The agency operates under the Fire and Rescue Act 1989, with a substantial history dating back well over 100 years to the establishment of the New South Wales Fire Brigades in 1910, and the Metropolitan Fire Brigade prior to that in 1884. The organisation is led by the Commissioner of Fire and Rescue NSW, currently Paul Baxter QSO, who reports to the Hon. Steph Cooke MP, Minister for Emergency Services and Resilience.

History 
Early firefighting in New South Wales was made up of a number of small insurance and volunteer based fire brigades located predominantly around central Sydney. Following a series of major fires, most notably the Garden Palace Fire in 1882, firefighting in Sydney was formalised into one organisation on 14 February 1884, the Metropolitan Fire Brigade (MFB). The MFB initially operated out of the former Insurance Brigade Headquarters on Bathurst Street, but soon began to seek new locations for expansion.
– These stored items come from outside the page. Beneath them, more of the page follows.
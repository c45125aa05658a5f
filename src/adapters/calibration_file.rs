//! File-backed calibration store.
//!
//! Persists the single [`CalibrationProfile`] as a pretty-printed JSON
//! record.  The record is an external interface: field names are stable and
//! downstream tooling reads the file directly.
//!
//! - Validation happens here, at the persistence boundary — a degenerate
//!   scale factor must never reach disk.
//! - Saves are read-before-write: `load_cell_type` / `max_capacity_kg`
//!   already recorded on disk survive a save from a profile that does not
//!   carry them (the hardware description outlives recalibration).
//! - Writes go through a temp file + rename, so a power cut mid-save leaves
//!   either the old record or the new one, never a torn file.

use std::fs;
use std::io::ErrorKind;
use std::path::{Path, PathBuf};

use chrono::Local;
use log::warn;

use crate::app::ports::CalibrationStore;
use crate::error::StorageError;
use crate::scale::calibration::CalibrationProfile;

use super::utils::ensure_dir;

const CALIBRATION_FILE: &str = "calibration.json";

/// Scale factors below this magnitude cannot come from a real span
/// calibration and would make every reading collapse to ~0.
const MIN_SCALE_FACTOR: f64 = 1e-12;

pub struct FileCalibrationStore {
    path: PathBuf,
}

impl FileCalibrationStore {
    pub fn new(data_dir: impl AsRef<Path>) -> Self {
        Self {
            path: data_dir.as_ref().join(CALIBRATION_FILE),
        }
    }

    pub fn path(&self) -> &Path {
        &self.path
    }

    /// Read whatever record is on disk, tolerating absence and corruption.
    /// Used by the save-time merge, where a bad existing record must not
    /// block writing a good new one.
    fn read_existing(&self) -> Option<CalibrationProfile> {
        match self.load() {
            Ok(existing) => existing,
            Err(e) => {
                warn!("ignoring unreadable calibration record during save: {e}");
                None
            }
        }
    }
}

fn validate_profile(profile: &CalibrationProfile) -> Result<(), StorageError> {
    if !profile.tare_value.is_finite() {
        return Err(StorageError::ValidationFailed("tare_value must be finite"));
    }
    if !profile.scale_factor.is_finite() {
        return Err(StorageError::ValidationFailed("scale_factor must be finite"));
    }
    if profile.scale_factor.abs() < MIN_SCALE_FACTOR {
        return Err(StorageError::ValidationFailed(
            "scale_factor must be non-zero",
        ));
    }
    Ok(())
}

impl CalibrationStore for FileCalibrationStore {
    fn load(&self) -> Result<Option<CalibrationProfile>, StorageError> {
        let text = match fs::read_to_string(&self.path) {
            Ok(text) => text,
            Err(e) if e.kind() == ErrorKind::NotFound => return Ok(None),
            Err(_) => return Err(StorageError::Io),
        };
        serde_json::from_str(&text)
            .map(Some)
            .map_err(|_| StorageError::Corrupted)
    }

    fn save(&mut self, profile: &CalibrationProfile) -> Result<(), StorageError> {
        validate_profile(profile)?;

        let dir = self.path.parent().ok_or(StorageError::DirUnavailable)?;
        ensure_dir(dir)?;

        let mut record = profile.clone();

        // Preserve hardware metadata already on disk.
        if let Some(existing) = self.read_existing() {
            if !existing.load_cell_type.is_empty() {
                record.load_cell_type = existing.load_cell_type;
            }
            if existing.max_capacity_kg > 0.0 {
                record.max_capacity_kg = existing.max_capacity_kg;
            }
        }

        // The record carries the instant it was written, not the instant
        // the calibration math ran.
        let now = Local::now();
        record.calibrated_date = now.format("%Y-%m-%d %H:%M:%S%.3f").to_string();
        record.calibrated_date_iso = now.to_rfc3339();

        let json = serde_json::to_string_pretty(&record).map_err(|_| StorageError::Io)?;

        let tmp = self.path.with_extension("json.tmp");
        fs::write(&tmp, json).map_err(|_| StorageError::Io)?;
        fs::rename(&tmp, &self.path).map_err(|_| StorageError::Io)?;
        Ok(())
    }
}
The first station opened by the MFB was No. 3 Stanmore (initially known as Marrickville) in 1886. This was soon followed by the construction of their new Headquarters on Castlereagh Street (No. 1 Station) in 1888, which remains New South Wales' oldest operational fire station to this day.
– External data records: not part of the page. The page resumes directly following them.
//! Console event sink adapter.
//!
//! Implements [`EventSink`] for an operator watching the serial console:
//! the live weight is redrawn in place on one line, everything else goes
//! through the logger.  A future telemetry adapter would implement the same
//! trait.

use std::io::{self, Write};

use log::{info, warn};

use crate::app::events::AppEvent;
use crate::app::ports::EventSink;

/// Adapter that renders every [`AppEvent`] for the console.
pub struct ConsoleSink;

impl ConsoleSink {
    pub fn new() -> Self {
        Self
    }
}

impl Default for ConsoleSink {
    fn default() -> Self {
        Self::new()
    }
}

impl EventSink for ConsoleSink {
    fn emit(&mut self, event: &AppEvent) {
        match event {
            AppEvent::SampleRead { weight_kg, stable } => {
                let marker = if *stable { "STABLE" } else { "      " };
                print!("\rWeight: {weight_kg:8.3} kg  [{marker}]  ");
                let _ = io::stdout().flush();
            }
            AppEvent::ReadFailed => {
                print!("\rWeight: -- no reading --          ");
                let _ = io::stdout().flush();
            }
            AppEvent::StableWeight { weight_kg } => {
                // Newline ends the in-place weight line before the log entry.
                println!();
                info!("STABLE | {weight_kg:.3} kg");
            }
            AppEvent::ReadingPersisted { weight_kg } => {
                info!("SAVED  | {weight_kg:.3} kg");
            }
            AppEvent::TareComplete { tare_value, samples } => {
                info!("TARE   | zero point {tare_value:.2} ({samples} samples)");
            }
            AppEvent::TareFailed(e) => {
                warn!("TARE   | failed: {e}");
            }
            AppEvent::SpanCalibrated {
                scale_factor,
                adjusted,
            } => {
                info!("SPAN   | scale factor {scale_factor:.8} (adjusted {adjusted:.2})");
            }
            AppEvent::StoreFailed { what, err } => {
                warn!("STORE  | {what}: {err}");
            }
        }
    }
}
//! File-backed stable-reading store.
//!
//! Writes the latest stable weight as a five-line plain-text record.  The
//! line keys are the legacy field names the downstream collector parses —
//! they are an external interface and must not change:
//!
//! ```text
//! Waktu: 2026-08-07 09:30:15.123
//! Tanggal: 2026-08-07
//! Jam: 09:30:15.123
//! Berat: 1.234 kg
//! Timestamp: 2026-08-07 09:30:15.123
//! ```
//!
//! The file is overwritten on every stable event — never appended.

use std::fs;
use std::path::{Path, PathBuf};

use crate::app::ports::ReadingStore;
use crate::error::StorageError;
use crate::scale::StableReading;

use super::utils::ensure_dir;

const READING_FILE: &str = "last_reading.txt";

pub struct FileReadingStore {
    path: PathBuf,
}

impl FileReadingStore {
    pub fn new(data_dir: impl AsRef<Path>) -> Self {
        Self {
            path: data_dir.as_ref().join(READING_FILE),
        }
    }

    pub fn path(&self) -> &Path {
        &self.path
    }
}

impl ReadingStore for FileReadingStore {
    fn save(&mut self, reading: &StableReading) -> Result<(), StorageError> {
        let dir = self.path.parent().ok_or(StorageError::DirUnavailable)?;
        ensure_dir(dir)?;

        let timestamp = reading.timestamp.format("%Y-%m-%d %H:%M:%S%.3f");
        let date = reading.timestamp.format("%Y-%m-%d");
        let time = reading.timestamp.format("%H:%M:%S%.3f");
        let content = format!(
            "Waktu: {timestamp}\nTanggal: {date}\nJam: {time}\nBerat: {:.3} kg\nTimestamp: {timestamp}\n",
            reading.weight_kg
        );

        fs::write(&self.path, content).map_err(|_| StorageError::Io)
    }
}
In 1910, the Fire Brigades Act was extended to cover not just Sydney but the entire state of New South Wales. The Metropolitan Fire Brigade as a result became the New South Wales Fire Brigades (NSWFB). The organisation continued to grow, with many towns across the state seeking to establish permanent fire services often after major fires of their own. The NSWFB's expansion continued through the early 20th century, and it soon became responsible for hundreds of stations and thousands of firefighters even despite significant post-war cuts in 1945. 
Through the mid to late 20th century, NSWFB firefighters faced some of the most dangerous and deadly emergencies in the state's history, including the 1979 Luna Park Ghost Train Fire, the 1977 Granville Rail Disaster, the 1981 Sylvania Heights Nursing Home Fire, the 1981 Rembrandt Hostel Fire, the 1989 Downunder Hostel Fire and the 1989 Newcastle Earthquake, along with countless major bushfire emergencies including the 1968, 1974/75, 1979 and 1980 bushfire seasons.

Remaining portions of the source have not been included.